By: Dan Stockman
CHICAGO (CNS) — For Benedictine Sister Vivian Ivantic, these times are not unprecedented.
Sister Ivantic was born in 1913, five years before the Spanish flu pandemic that began in 1918. Now, the Chicago woman religious can add the novel coronavirus to the deadly illnesses she has escaped.
“The first (pandemic), I was too small to realize what was going on,” Sister Ivantic told Global Sisters Report. “But I know it happened because my mother’s mother died. I knew she was crying, but I was too small to realize why.”
The 1918 pandemic infected an estimated 500 million people and killed at least 50 million, including about 675,000 in the United States, according to the Centers for Disease Control and Prevention. About 30 million people have been infected with COVID-19, the illness caused by the coronavirus, and more than 848,000 have died, including 183,000 people in the United States as of Sept. 1.
Sister Ivantic had COVID-19 symptoms in April and recovered. Her symptoms were so mild, she thought she just had a cold.
“I think I’m too old to be set back very much,” she said. “I’ve been very, very fortunate.”
At 107, Sister Ivantic is the oldest living Benedictine in the world, her community says.
Many centenarians attribute their longevity to a shot of whiskey every day or some other habit, but not Sister Ivantic.
“We don’t serve whiskey,” she said of the St. Scholastica Monastery, where she lives. “People have wine once in a while, but the whiskey’s pretty short.”
She grew up in north Chicago and joined the Chicago Benedictines when she was 19.
“I always wanted to,” she said. “In first grade, I said to my mother, ‘That’s what I want to be.’ I just never thought of another kind of life.”
Her first-grade teacher, Sister Adelaide, would later become her superior.
Most of her career was spent as a teacher, librarian and archivist.
“I’ve done lots of different things,” she said, noting that she taught third graders and high school Latin as well as being a librarian.
She needs assistance to walk now and uses a wheelchair when she goes outside to feed the squirrels. She also appreciates retirement.
“I take naps now, which I couldn’t do earlier,” Sister Ivantic said. “People take good care of me.”
With almost 11 decades under her belt, has she seen many changes in religious life?
“Definitely. Right now, I’m wearing pants,” she said. “That was most unusual for religious women when I entered. We had these long, black robes, and you had to be careful when it was muddy.”
She was from a family of nine children, but in World War II, two of her four brothers were killed within a week of each other. Now, her brother Bill is her only living sibling.
In 1920, when Sister Ivantic was 7, her mother got to vote for the first time.
“I know how carefully my father worked with my mother to go voting,” she said. “I was small, but I knew something was going on. He was encouraging her to go.”

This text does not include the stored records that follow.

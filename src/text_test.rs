//! Tests for text helpers.

use crate::text::{link, truncate};

#[test]
fn truncate_keeps_short_text() {
  assert_eq!(truncate("short", 100), "short");
}

#[test]
fn truncate_cuts_on_word_boundary_with_ellipsis() {
  let t = truncate("the quick brown fox jumps", 14);
  assert_eq!(t, "the quick…");
}

#[test]
fn truncate_handles_multibyte_chars() {
  let t = truncate("ñandú ñandú ñandú", 8);
  assert!(t.ends_with('…'));
  assert!(t.chars().count() <= 9);
}

#[test]
fn link_renders_markdown() {
  assert_eq!(link("IUCN", "https://x/"), "[IUCN](https://x/)");
}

She says her favorite work was teaching.
“It was wonderful to be able to open the eyes and ears and the souls of the little ones you taught,” Sister Ivantic said, “not just about God, but about history and geography. … It was always a wonderful place to be.”
Because of COVID-19 restrictions, her 107th birthday celebration on Aug. 28 was spread out over the week, with a few relatives visiting each day.
“I’ve worked hard, I’ve had good health,” Sister Ivantic said. “It’s been a good life for me.”